Efficacy of Selected Complementary and Alternative Medicine Interventions For Chronic Pain
SOURCE: J Rehabil Res Dev. 2007; 44 (2): 195–222
Gabriel Tan, PhD, ABPP, Michael H. Craine, PhD,
Matthew J. Bair, MD, MS,
M. Kay Garcia, DrPH, MSN, RN, LAc,
James Giordano, PhD, Mark P. Jensen, PhD,
Shelley M. McDonald, MD
Department of Anesthesiology,
Michael E. DeBakey Department of Veterans Affairs (VA) Medical Center (VAMC),
2002 Holcombe Blvd,
Houston, TX 77030, USA
Complementary and alternative medicine (CAM) is a group of diverse medical and healthcare systems, therapies, and products that are not presently considered part of conventional medicine. This article provides an up-to-date review of the efficacy of selected CAM modalities in the management of chronic pain. Findings are presented according to the classification system developed by the National Institutes of Health National Center for Complementary and Alternative Medicine (formerly Office of Alternative Medicine) and are grouped into four domains: biologically based medicine, energy medicine, manipulative and body-based medicine, and mind-body medicine. Homeopathy and acupuncture are discussed separately as “whole or professionalized CAM practices.” Based on the guidelines of the Clinical Psychology Division of the American Psychological Association, findings indicate that some CAM modalities have a solid track record of efficacy, whereas others are promising but require additional research. The article concludes with recommendations to pain practitioners.
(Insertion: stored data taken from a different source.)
//! Fan-out/fan-in over task agents with a durable status board.
//!
//! One [`Orchestrator`] owns one run: it builds the task set through the
//! [`Planner`], rehydrates agents from the status store, runs them on scoped
//! threads, and persists a full snapshot on every stage transition. The same
//! instance serves the operator-facing lookups and guided resumption.

use std::collections::{BTreeMap, BTreeSet};
use std::sync::{Arc, Mutex, MutexGuard, PoisonError};
use std::thread;

use anyhow::{Result, anyhow};
use tracing::{debug, error, info, instrument, warn};

use crate::agent::language::{AgentDeps, module_name};
use crate::agent::{AgentKind, AgentSettings, AgentState, LanguageAgent, StageReporter, TaskAgent};
use crate::core::types::{Stage, StatusRecord, Task};
use crate::error::ConductorError;
use crate::io::config::ConductorConfig;
use crate::io::oracle::Oracle;
use crate::io::paths::ConductorPaths;
use crate::io::plan_cache::PlanCache;
use crate::io::prompt::PromptEngine;
use crate::io::status_store::{StatusMap, StatusStore};
use crate::io::test_runner::TestRunner;
use crate::planner::Planner;

pub type AgentHandle = Mutex<Box<dyn TaskAgent>>;

/// Final state of one task after a run.
#[derive(Debug, Clone, PartialEq, Eq)]
pub struct TaskOutcome {
    pub name: String,
    pub stage: Stage,
    /// Set when the agent aborted with an unrecoverable error.
    pub error: Option<String>,
}

#[derive(Debug, Clone, Default, PartialEq, Eq)]
pub struct RunReport {
    pub outcomes: Vec<TaskOutcome>,
}

impl RunReport {
    pub fn stage_of(&self, name: &str) -> Option<Stage> {
        self.outcomes
            .iter()
            .find(|o| o.name == name)
            .map(|o| o.stage)
    }

    pub fn count(&self, stage: Stage) -> usize {
        self.outcomes.iter().filter(|o| o.stage == stage).count()
    }
}

/// Hook invoked once per run after the final snapshot is written.
pub trait Evaluator: Send + Sync {
    fn evaluate(&self, report: &RunReport) -> Result<()>;
}

/// Evaluator that only logs the run summary.
#[derive(Debug, Default)]
pub struct LogEvaluator;

impl Evaluator for LogEvaluator {
    fn evaluate(&self, report: &RunReport) -> Result<()> {
        info!(
            tasks = report.outcomes.len(),
            completed = report.count(Stage::Completed),
            paused = report.count(Stage::PausedForGuidance),
            failed = report.count(Stage::Failed),
            "run finished"
        );
        for outcome in report.outcomes.iter().filter(|o| o.stage != Stage::Completed) {
            warn!(task = %outcome.name, stage = %outcome.stage, error = ?outcome.error, "task not completed");
        }
        Ok(())
    }
}

pub struct Orchestrator {
    paths: ConductorPaths,
    config: ConductorConfig,
    deps: AgentDeps,
    store: StatusStore,
    board: Mutex<StatusMap>,
    agents: BTreeMap<String, AgentHandle>,
    evaluator: Box<dyn Evaluator>,
}

impl Orchestrator {
    pub fn new(
        paths: ConductorPaths,
        config: ConductorConfig,
        oracle: Arc<dyn Oracle>,
        test_runner: Arc<dyn TestRunner>,
    ) -> Result<Self> {
        config.validate()?;
        let deps = AgentDeps {
            oracle,
            test_runner,
            prompts: Arc::new(PromptEngine::new()?),
            paths: paths.clone(),
        };
        Ok(Self {
            store: StatusStore::new(&paths.status_path),
            paths,
            config,
            deps,
            board: Mutex::new(StatusMap::new()),
            agents: BTreeMap::new(),
            evaluator: Box::new(LogEvaluator),
        })
    }

    pub fn with_evaluator(mut self, evaluator: Box<dyn Evaluator>) -> Self {
        self.evaluator = evaluator;
        self
    }

    pub fn store(&self) -> &StatusStore {
        &self.store
    }

    /// Plan `document`, then run every task concurrently until each one is
    /// completed, paused, or failed.
    pub fn run(&mut self, document: &str) -> Result<RunReport> {
        self.prepare(document)?;
        self.execute()
    }

    /// Build the task set and agents without running them.
    ///
    /// Agents for task names already present in the status store are
    /// rehydrated from their record and on-disk artifacts.
    #[instrument(skip_all)]
    pub fn prepare(&mut self, document: &str) -> Result<()> {
        let planner = Planner::new(
            self.deps.oracle.as_ref(),
            self.deps.prompts.as_ref(),
            PlanCache::new(&self.paths.plan_cache_path, self.config.require_valid_cache),
            self.config.prompt_schema_version.clone(),
        );
        let tasks = planner.plan_all(document)?;

        let persisted = self.store.read_all()?;
        let settings = AgentSettings::from_config(&self.config);
        let mut modules = BTreeSet::new();
        let mut agents = BTreeMap::new();

        for task in tasks {
            if agents.contains_key(&task.name) {
                warn!(task = %task.name, "duplicate task name, keeping the first");
                continue;
            }
            let module = unique_module(&mut modules, &task.name);
            let mut agent = self.build_agent(task, settings).with_module(module);
            if let Some(record) = persisted.get(agent.name()) {
                agent.rehydrate(record);
            }
            agents.insert(agent.name().to_string(), Mutex::new(Box::new(agent) as Box<dyn TaskAgent>));
        }

        let mut board = persisted;
        for agent in agents.values() {
            let record = lock_agent(agent).status_record();
            board.insert(record.name.clone(), record);
        }
        info!(tasks = agents.len(), "task set ready");
        self.agents = agents;
        *self.board.get_mut().unwrap_or_else(PoisonError::into_inner) = board;
        Ok(())
    }

    fn build_agent(&self, task: Task, settings: AgentSettings) -> LanguageAgent {
        match AgentKind::for_language(task.language.as_deref()) {
            AgentKind::Python => LanguageAgent::new(task, self.deps.clone(), settings),
        }
    }

    /// Run all prepared agents concurrently and write the final snapshot.
    #[instrument(skip_all, fields(tasks = self.agents.len()))]
    pub fn execute(&self) -> Result<RunReport> {
        self.persist_snapshot()?;

        let outcomes: Vec<TaskOutcome> = thread::scope(|scope| {
            let handles: Vec<_> = self
                .agents
                .iter()
                .map(|(name, agent)| (name, scope.spawn(move || self.drive(agent))))
                .collect();
            handles
                .into_iter()
                .map(|(name, handle)| {
                    handle.join().unwrap_or_else(|_| {
                        error!(task = %name, "agent thread panicked");
                        TaskOutcome {
                            name: name.clone(),
                            stage: Stage::Failed,
                            error: Some("agent thread panicked".to_string()),
                        }
                    })
                })
                .collect()
        });
        let report = RunReport { outcomes };

        self.persist_snapshot()?;
        if let Err(err) = self.evaluator.evaluate(&report) {
            warn!(err = %format!("{err:#}"), "evaluation hook failed");
        }
        Ok(report)
    }

    /// Run one agent to a settled stage. Errors abort only this task, which
    /// is then recorded as failed.
    fn drive(&self, handle: &AgentHandle) -> TaskOutcome {
        let mut agent = lock_agent(handle);
        match agent.run(self) {
            Ok(stage) => TaskOutcome {
                name: agent.name().to_string(),
                stage,
                error: None,
            },
            Err(err) => {
                let message = format!("{err:#}");
                error!(task = %agent.name(), stage = %agent.stage(), err = %message, "task aborted");
                if let Err(persist_err) = self.set_stage(agent.state_mut(), Stage::Failed) {
                    error!(task = %agent.name(), err = %format!("{persist_err:#}"), "failed to record task failure");
                }
                TaskOutcome {
                    name: agent.name().to_string(),
                    stage: agent.stage(),
                    error: Some(message),
                }
            }
        }
    }

    pub fn get_task_names(&self) -> Vec<String> {
        self.agents.keys().cloned().collect()
    }

    pub fn get_task(&self, name: &str) -> Option<&AgentHandle> {
        self.agents.get(name)
    }

    /// Resume a paused task, optionally applying operator guidance first.
    ///
    /// Returns whether the task reached `completed`.
    #[instrument(skip(self, guidance), fields(has_guidance = guidance.is_some()))]
    pub fn resume_guided(&self, name: &str, guidance: Option<&str>) -> Result<bool> {
        let handle = self
            .agents
            .get(name)
            .ok_or_else(|| ConductorError::TaskNotFound(name.to_string()))?;
        let mut agent = lock_agent(handle);
        let stage = agent.stage();
        if stage != Stage::PausedForGuidance {
            return Err(ConductorError::NotPaused {
                name: name.to_string(),
                stage,
            }
            .into());
        }

        match guidance.map(str::trim).filter(|g| !g.is_empty()) {
            Some(text) => agent.guide(text, self)?,
            None => info!("resuming without guidance"),
        }
        let stage = agent.run_cycle(self)?;
        self.on_status_update(agent.state())?;
        info!(stage = %stage, "guided cycle finished");
        Ok(stage == Stage::Completed)
    }

    /// Record `agent`'s current status and rewrite the full snapshot.
    pub fn on_status_update(&self, agent: &AgentState) -> Result<()> {
        let record = agent.status_record();
        let mut board = self.lock_board();
        board.insert(record.name.clone(), record);
        self.store.write_all(&board)
    }

    /// Refresh every agent's record on the board and persist it.
    fn persist_snapshot(&self) -> Result<()> {
        let records: Vec<StatusRecord> = self
            .agents
            .values()
            .map(|agent| lock_agent(agent).status_record())
            .collect();
        let mut board = self.lock_board();
        for record in records {
            board.insert(record.name.clone(), record);
        }
        self.store.write_all(&board)
    }

    fn lock_board(&self) -> MutexGuard<'_, StatusMap> {
        self.board.lock().unwrap_or_else(PoisonError::into_inner)
    }
}

impl StageReporter for Orchestrator {
    fn set_stage(&self, agent: &mut AgentState, stage: Stage) -> Result<()> {
        if agent.stage == Stage::Completed && stage != Stage::Completed {
            return Err(anyhow!("{} is already completed", agent.name));
        }
        debug!(task = %agent.name, from = %agent.stage, to = %stage, retry_count = agent.retry_count, "stage transition");
        agent.stage = stage;
        self.on_status_update(agent)
    }
}

fn lock_agent(handle: &AgentHandle) -> MutexGuard<'_, Box<dyn TaskAgent>> {
    handle.lock().unwrap_or_else(PoisonError::into_inner)
}

/// Module name for `task_name` that no earlier task in the run has claimed.
fn unique_module(taken: &mut BTreeSet<String>, task_name: &str) -> String {
    let base = module_name(task_name);
    let mut candidate = base.clone();
    let mut n = 2;
    while !taken.insert(candidate.clone()) {
        candidate = format!("{base}_{n}");
        n += 1;
    }
    candidate
}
From the FULL TEXT Article:
Definition of Complementary and Alternative Medicine
Complementary and alternative medicine (CAM) is a group of diverse medical and healthcare systems, therapies, and products that are not presently considered part of conventional medicine. They are not generally provided by U.S. hospitals and clinics or widely taught in medical schools .
Prevalence and Popularity of
Complementary and Alternative Medicine Use
CAM modalities are widely used by the U.S. public. According to the Centers for Disease Control and Prevention (CDC), 62 percent of adults used some form of CAM during the past 12 months when the definition of CAM included prayer specifically for health reasons and 36 percent when prayer was excluded . The most frequent conditions associated with CAM use included back pain, neck pain, joint pain, stiffness, anxiety, and depression (the latter two are commonly associated with chronic pain). CAM use increased substantially during the 1990s. The U.S. public spent an estimated $36 to $47 billion on CAM in 1997 alone ; between $12.2 and $19.6 billion were paid out-of-pocket for the services of CAM providers such as chiropractors, acupuncturists, and massage therapists. These fees are more than the U.S. public paid out-of-pocket for all hospitalizations in 1997 and half the amount of all out-of-pocket physician services for traditional care .
Purpose of This Article
There are more articles like this @ our:
Despite the immense popularity of CAM, its efficacy is controversial. Many view CAM as encompassing unproven therapies of questionable efficacy. This article comprehensively reviews the efficacy of various CAM modalities in the management of chronic pain. The review has been restricted to chronic pain because of the wider availability of efficacious traditional interventions for acute pain. However, as our effort progressed, we realized that the relevant literature encompasses a wide range of CAM modalities and a large variety of chronic pain conditions. Thus, great variation exists regarding the number, type, and quality of trials for each specific CAM approach, with some modalities (e.g., acupuncture) possessing a large literature and many other modalities (e.g., craniosacral therapy) having been the subject of very few trials. Certain specific pain complaints (e.g., low back pain [LBP]) have been extensively investigated, whereas other chronic pain conditions (e.g., complex regional pain syndrome [CRPS]) have only been studied in a handful of trials. In light of the inherent inconsistencies and vastness of the extant literature, we modified the aim of this article to a more conservative and manageable goal: to summarize the evidence for selected CAM modalities that have been applied to the management of a wide range of chronic pain complaints, highlight areas for future study, and provide general guidelines for clinicians. Thus, we reviewed and summarized the empirical evidence for each selected modality.